Accompagnant une sortie en salles en copies numériques restaurées, Malavida propose un Tribute to Derek Jarman décliné en quatre DVD de certains de ses premiers films. Cette édition prestigieuse permet de découvrir ou de redécouvrir la puissance poétique des œuvres de ce créateur inclassable, conjuguant anarchisme, militantisme gay et esprit punk dans une constante recherche formelle. Il apparaît bien difficile aujourd’hui de mesurer son influence tant elle semble vaste. Si le cinéaste Antony Hickling le cite volontiers, certaines œuvres d’artistes aussi différents que Bruce LaBruce, Peter Greenaway ou Tsai Ming-liang, certains clips de David Bowie (illustrant l’album 1. Outside), tant d’autres encore, créent d’étonnantes passerelles entre son travail et celui de ceux qui lui ont succédé.

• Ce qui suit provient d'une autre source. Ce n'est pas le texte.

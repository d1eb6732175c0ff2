//! Per-source payload translation.
//!
//! Each upstream source gets one [`Translator`] value: its source tag plus a
//! parse function that decodes the payload into [`SourceFields`]. Everything
//! sources have in common (dedup key, stay validation, timestamp defaults)
//! happens once in [`SourceFields::into_event`].
//!
//! Translators are looked up by source through a [`TranslatorRegistry`]. The
//! registry is a plain map, so a source without a translator is a routing
//! failure the caller reports, not a panic.

use chrono::{DateTime, NaiveDate, Utc};
use roomsync_core::event::{Amount, CanonicalEvent, EventStatus, Guest, InvalidStayRange, StayRange};
use roomsync_core::source::{EventKind, SourceType};
use std::collections::HashMap;
use std::fmt;
use thiserror::Error;
use uuid::Uuid;

/// Source `A` payloads
pub mod alpha;

/// Source `B` payloads
pub mod beta;

/// Source `C` payloads
pub mod gamma;

/// Shared date/time parsers
pub mod time;

/// What went wrong inside a translator.
#[derive(Error, Debug)]
pub enum TranslationCause {
    /// Payload is not the JSON shape the source sends
    #[error("malformed payload: {0}")]
    Json(#[from] serde_json::Error),

    /// A required field is missing or blank
    #[error("missing field `{0}`")]
    MissingField(&'static str),

    /// A date did not match the source's format
    #[error("invalid date in `{field}`: {value}")]
    InvalidDate {
        /// Payload key
        field: &'static str,
        /// Offending value
        value: String,
    },

    /// A timestamp did not match the source's format or is out of range
    #[error("invalid timestamp in `{field}`: {value}")]
    InvalidTimestamp {
        /// Payload key
        field: &'static str,
        /// Offending value
        value: String,
    },

    /// Check-out is not after check-in
    #[error(transparent)]
    InvalidStay(#[from] InvalidStayRange),
}

/// Translation failure, tagged with the source whose payload failed.
#[derive(Error, Debug)]
#[error("{source_type} payload translation failed: {cause}")]
pub struct TranslationError {
    /// Source whose translator failed
    pub source_type: SourceType,
    /// Underlying cause
    #[source]
    pub cause: TranslationCause,
}

/// Values minted by the router for one delivery.
#[derive(Debug, Clone)]
pub struct TranslationContext<'a> {
    /// Fresh canonical event id
    pub event_id: Uuid,
    /// Effective delivery id
    pub delivery_id: &'a str,
    /// Booking or cancellation, from the delivery header
    pub kind: EventKind,
    /// Receipt time; default for missing source timestamps
    pub received_at: DateTime<Utc>,
}

/// Source-specific fields after decoding, before common validation.
#[derive(Debug, Clone, Default, PartialEq)]
pub struct SourceFields {
    /// Reservation id in the source namespace
    pub reservation_id: Option<String>,
    /// Room (listing) id in the source namespace
    pub room_ref: Option<String>,
    /// Property id in the source namespace
    pub property_ref: Option<String>,
    /// Property display name
    pub property_name: Option<String>,
    /// Property address
    pub property_address: Option<String>,
    /// Check-in date
    pub check_in: Option<NaiveDate>,
    /// Check-out date
    pub check_out: Option<NaiveDate>,
    /// Guest contact details
    pub guest: Guest,
    /// Reported total
    pub total_amount: Amount,
    /// Canonical status after the source's status table
    pub status: EventStatus,
    /// Source timestamp of the change
    pub occurred_at: Option<DateTime<Utc>>,
}

impl SourceFields {
    /// Validate common invariants and build the canonical event.
    ///
    /// Bookings need both stay dates. Cancellations may omit them, but a
    /// cancellation that does carry dates must carry a valid range.
    ///
    /// # Errors
    ///
    /// Returns [`TranslationCause`] for a missing reservation id, a booking
    /// without dates, or an inverted stay.
    pub fn into_event(
        self,
        source: SourceType,
        raw_payload: &str,
        ctx: &TranslationContext<'_>,
    ) -> Result<CanonicalEvent, TranslationCause> {
        let source_reservation_id = time::non_blank_owned(self.reservation_id)
            .ok_or(TranslationCause::MissingField("reservation id"))?;

        let stay = match (self.check_in, self.check_out) {
            (Some(check_in), Some(check_out)) => Some(StayRange::new(check_in, check_out)?),
            (None, _) if ctx.kind == EventKind::Booking => {
                return Err(TranslationCause::MissingField("check-in date"));
            },
            (_, None) if ctx.kind == EventKind::Booking => {
                return Err(TranslationCause::MissingField("check-out date"));
            },
            _ => None,
        };

        Ok(CanonicalEvent {
            event_id: ctx.event_id,
            delivery_id: ctx.delivery_id.to_string(),
            source,
            source_reservation_id,
            kind: ctx.kind,
            room_ref: time::non_blank_owned(self.room_ref),
            property_ref: time::non_blank_owned(self.property_ref),
            property_name: time::non_blank_owned(self.property_name),
            property_address: time::non_blank_owned(self.property_address),
            stay,
            guest: self.guest,
            total_amount: self.total_amount,
            status: self.status,
            occurred_at: self.occurred_at.unwrap_or(ctx.received_at),
            received_at: ctx.received_at,
            raw_payload: raw_payload.to_string(),
        })
    }
}

/// Decodes one source's payload into [`SourceFields`].
pub type ParseFn = fn(&str) -> Result<SourceFields, TranslationCause>;

/// A translator for one source.
#[derive(Clone, Copy)]
pub struct Translator {
    source: SourceType,
    parse: ParseFn,
}

impl fmt::Debug for Translator {
    fn fmt(&self, f: &mut fmt::Formatter<'_>) -> fmt::Result {
        f.debug_struct("Translator")
            .field("source", &self.source)
            .finish_non_exhaustive()
    }
}

impl Translator {
    /// Create a translator from a parse function
    #[must_use]
    pub const fn new(source: SourceType, parse: ParseFn) -> Self {
        Self { source, parse }
    }

    /// The source this translator handles
    #[must_use]
    pub const fn source(&self) -> SourceType {
        self.source
    }

    /// Translate a raw payload into a canonical event.
    ///
    /// # Errors
    ///
    /// Returns [`TranslationError`] if the payload cannot be decoded or
    /// violates a canonical invariant.
    pub fn translate(
        &self,
        raw_payload: &str,
        ctx: &TranslationContext<'_>,
    ) -> Result<CanonicalEvent, TranslationError> {
        (self.parse)(raw_payload)
            .and_then(|fields| fields.into_event(self.source, raw_payload, ctx))
            .map_err(|cause| TranslationError {
                source_type: self.source,
                cause,
            })
    }
}

/// Translators keyed by source.
#[derive(Debug, Clone, Default)]
pub struct TranslatorRegistry {
    translators: HashMap<SourceType, Translator>,
}

impl TranslatorRegistry {
    /// Registry with no translators
    #[must_use]
    pub fn empty() -> Self {
        Self::default()
    }

    /// Registry with a translator for every known source
    #[must_use]
    pub fn standard() -> Self {
        Self::empty()
            .with(alpha::translator())
            .with(beta::translator())
            .with(gamma::translator())
    }

    /// Add or replace a translator
    #[must_use]
    pub fn with(mut self, translator: Translator) -> Self {
        self.translators.insert(translator.source(), translator);
        self
    }

    /// Translator for a source, if registered
    #[must_use]
    pub fn get(&self, source: SourceType) -> Option<&Translator> {
        self.translators.get(&source)
    }

    /// Sources with a registered translator
    #[must_use]
    pub fn sources(&self) -> Vec<SourceType> {
        let mut sources: Vec<_> = self.translators.keys().copied().collect();
        sources.sort();
        sources
    }
}

#[cfg(test)]
#[allow(clippy::unwrap_used)]
mod tests {
    use super::*;

    fn ctx(kind: EventKind) -> TranslationContext<'static> {
        TranslationContext {
            event_id: Uuid::nil(),
            delivery_id: "delivery-1",
            kind,
            received_at: DateTime::from_timestamp(1_700_000_000, 0).unwrap(),
        }
    }

    fn fields() -> SourceFields {
        SourceFields {
            reservation_id: Some("R-1".to_string()),
            room_ref: Some("room".to_string()),
            check_in: NaiveDate::from_ymd_opt(2025, 8, 15),
            check_out: NaiveDate::from_ymd_opt(2025, 8, 18),
            ..SourceFields::default()
        }
    }

    #[test]
    fn missing_timestamp_defaults_to_receipt_time() {
        let event = fields()
            .into_event(SourceType::Alpha, "{}", &ctx(EventKind::Booking))
            .unwrap();
        assert_eq!(event.occurred_at, event.received_at);
        assert_eq!(event.stay.unwrap().nights(), 3);
        assert_eq!(event.delivery_id, "delivery-1");
    }

    #[test]
    fn booking_requires_dates() {
        let fields = SourceFields {
            check_out: None,
            ..fields()
        };
        let err = fields
            .into_event(SourceType::Beta, "{}", &ctx(EventKind::Booking))
            .unwrap_err();
        assert!(matches!(err, TranslationCause::MissingField("check-out date")));
    }

    #[test]
    fn cancellation_may_omit_dates() {
        let fields = SourceFields {
            check_in: None,
            check_out: None,
            ..fields()
        };
        let event = fields
            .into_event(SourceType::Gamma, "{}", &ctx(EventKind::Cancellation))
            .unwrap();
        assert_eq!(event.stay, None);
    }

    #[test]
    fn inverted_stay_is_rejected() {
        let fields = SourceFields {
            check_in: NaiveDate::from_ymd_opt(2025, 8, 18),
            check_out: NaiveDate::from_ymd_opt(2025, 8, 15),
            ..fields()
        };
        let err = fields
            .into_event(SourceType::Alpha, "{}", &ctx(EventKind::Cancellation))
            .unwrap_err();
        assert!(matches!(err, TranslationCause::InvalidStay(_)));
    }

    #[test]
    fn blank_reservation_id_is_missing() {
        let fields = SourceFields {
            reservation_id: Some("   ".to_string()),
            ..fields()
        };
        assert!(matches!(
            fields.into_event(SourceType::Alpha, "{}", &ctx(EventKind::Booking)),
            Err(TranslationCause::MissingField("reservation id"))
        ));
    }

    #[test]
    fn errors_are_tagged_with_the_source() {
        let translator = beta::translator();
        let err = translator
            .translate("not json", &ctx(EventKind::Booking))
            .unwrap_err();
        assert_eq!(err.source_type, SourceType::Beta);
        assert!(err.to_string().starts_with("BETA payload translation failed: malformed payload"));
    }

    #[test]
    fn standard_registry_covers_every_source() {
        let registry = TranslatorRegistry::standard();
        assert_eq!(registry.sources(), SourceType::ALL.to_vec());
        assert!(TranslatorRegistry::empty().get(SourceType::Alpha).is_none());
    }
}
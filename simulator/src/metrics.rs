//! Simulator metrics.
//!
//! # Exported Metrics
//!
//! ## Counters
//! - `roomsync_chaos_decisions_total{effect}` - Chaos effects applied (clean, duplicate, delay, fail, reorder)
//! - `roomsync_deliveries_total{source,result}` - Sends by result (delivered, refused, dropped)

use metrics::{counter, describe_counter};
use roomsync_core::source::SourceType;

/// Register metric descriptions.
pub fn register_simulator_metrics() {
    describe_counter!(
        "roomsync_chaos_decisions_total",
        "Chaos effects applied to deliveries and batches"
    );
    describe_counter!(
        "roomsync_deliveries_total",
        "Simulated deliveries by source and result"
    );
}

/// Record one applied chaos effect
pub fn record_chaos_effect(effect: &'static str) {
    counter!("roomsync_chaos_decisions_total", "effect" => effect).increment(1);
}

/// Record one send attempt
pub fn record_delivery(source: SourceType, result: &'static str) {
    counter!(
        "roomsync_deliveries_total",
        "source" => source.as_str(),
        "result" => result
    )
    .increment(1);
}
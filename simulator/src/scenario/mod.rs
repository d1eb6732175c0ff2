//! Reproducible multi-platform scenarios.
//!
//! A scenario books and cancels on several platforms at once and emits what
//! they issue through a [`ScenarioContext`], which applies delivery chaos.
//! The [`ScenarioRunner`] gives each run a fresh correlation id and returns a
//! [`ScenarioResult`] carrying the run's report.

use crate::platform::PlatformError;
use crate::report::ExecutionReport;
use chrono::NaiveDate;
use roomsync_broker::translator::time::ISO_DATE;
use roomsync_core::event::{InvalidStayRange, StayRange};
use std::fmt;
use std::future::Future;
use std::pin::Pin;
use thiserror::Error;

/// The five built-in scenarios
pub mod catalog;

/// Per-run emit context
pub mod context;

/// Scenario runner
pub mod runner;

pub use catalog::{DelayedDelivery, DuplicateRetry, MixedChaos, ReorderedCancel, SimpleBooking};
pub use context::ScenarioContext;
pub use runner::ScenarioRunner;

/// Errors that abort a scenario.
#[derive(Error, Debug)]
pub enum ScenarioError {
    /// A scenario date did not parse
    #[error("invalid scenario date: {0}")]
    InvalidDate(#[from] chrono::ParseError),
    /// Scenario dates are out of order
    #[error(transparent)]
    InvalidStay(#[from] InvalidStayRange),
    /// A platform could not issue a payload
    #[error(transparent)]
    Platform(#[from] PlatformError),
}

/// A cross-platform simulation.
///
/// # Dyn Compatibility
///
/// Returns `Pin<Box<dyn Future>>` so runners can take `&dyn Scenario`.
pub trait Scenario: Send + Sync {
    /// Display name
    fn name(&self) -> &'static str;

    /// Book, cancel and emit through `ctx`.
    ///
    /// # Errors
    ///
    /// Returns [`ScenarioError`] if a payload cannot be produced. Delivery
    /// problems are not errors; they are recorded in the report.
    fn execute<'a>(
        &'a self,
        ctx: &'a ScenarioContext,
    ) -> Pin<Box<dyn Future<Output = Result<(), ScenarioError>> + Send + 'a>>;
}

/// Built-in scenarios by name.
#[derive(Debug, Clone, Copy, PartialEq, Eq, Hash)]
pub enum ScenarioKind {
    /// Same dates booked on all three platforms
    SimpleBooking,
    /// Retried bookings from two platforms
    DuplicateRetry,
    /// Book and cancel pairs delivered in shuffled order
    ReorderedCancel,
    /// Batch-lagged deliveries from the compact-date platform
    DelayedDelivery,
    /// Every kind of chaos at once
    MixedChaos,
}

impl ScenarioKind {
    /// All scenarios, in run order
    pub const ALL: [Self; 5] = [
        Self::SimpleBooking,
        Self::DuplicateRetry,
        Self::ReorderedCancel,
        Self::DelayedDelivery,
        Self::MixedChaos,
    ];

    /// Display name
    #[must_use]
    pub const fn name(self) -> &'static str {
        match self {
            Self::SimpleBooking => "SimpleBooking",
            Self::DuplicateRetry => "DuplicateRetry",
            Self::ReorderedCancel => "ReorderedCancel",
            Self::DelayedDelivery => "DelayedDelivery",
            Self::MixedChaos => "MixedChaos",
        }
    }

    /// Room code the scenario books
    #[must_use]
    pub const fn room(self) -> &'static str {
        match self {
            Self::SimpleBooking => "R-101",
            Self::DuplicateRetry => "R-201",
            Self::ReorderedCancel => "R-301",
            Self::DelayedDelivery => "R-401",
            Self::MixedChaos => "R-501",
        }
    }

    /// Resolve a name, ignoring case, `-` and `_`.
    #[must_use]
    pub fn from_name(name: &str) -> Option<Self> {
        let wanted: String = name
            .trim()
            .chars()
            .filter(|c| *c != '-' && *c != '_')
            .collect();
        Self::ALL
            .into_iter()
            .find(|kind| kind.name().eq_ignore_ascii_case(&wanted))
    }

    /// Instantiate with default settings
    #[must_use]
    pub fn scenario(self) -> Box<dyn Scenario> {
        match self {
            Self::SimpleBooking => Box::new(SimpleBooking),
            Self::DuplicateRetry => Box::new(DuplicateRetry),
            Self::ReorderedCancel => Box::new(ReorderedCancel),
            Self::DelayedDelivery => Box::new(DelayedDelivery::default()),
            Self::MixedChaos => Box::new(MixedChaos),
        }
    }
}

impl fmt::Display for ScenarioKind {
    fn fmt(&self, f: &mut fmt::Formatter<'_>) -> fmt::Result {
        f.write_str(self.name())
    }
}

/// Outcome of one scenario run.
#[derive(Debug, Clone)]
pub struct ScenarioResult {
    /// Scenario name
    pub scenario: &'static str,
    /// Whether the scenario ran to completion
    pub success: bool,
    /// Everything the run sent
    pub report: ExecutionReport,
    /// Why the scenario aborted
    pub error: Option<String>,
}

impl fmt::Display for ScenarioResult {
    fn fmt(&self, f: &mut fmt::Formatter<'_>) -> fmt::Result {
        match &self.error {
            None => writeln!(f, "[{}] completed", self.scenario)?,
            Some(error) => writeln!(f, "[{}] aborted: {error}", self.scenario)?,
        }
        write!(f, "{}", self.report)
    }
}

/// Stay from two `yyyy-MM-dd` dates.
///
/// # Errors
///
/// Returns [`ScenarioError`] for unparseable or out-of-order dates.
pub fn stay(check_in: &str, check_out: &str) -> Result<StayRange, ScenarioError> {
    Ok(StayRange::new(
        NaiveDate::parse_from_str(check_in, ISO_DATE)?,
        NaiveDate::parse_from_str(check_out, ISO_DATE)?,
    )?)
}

Chaque DVD est accompagné d’un livret reprenant des photos du films et des textes venant en enrichir la vision : critiques (dont celle d’Alberto Moravia pour Sebastiane), entretiens avec Derek Jarman, témoignages de collaborateurs replacent chaque film dans son contexte et permettent par croisements d’appréhender plus amplement une œuvre riche et protéiforme.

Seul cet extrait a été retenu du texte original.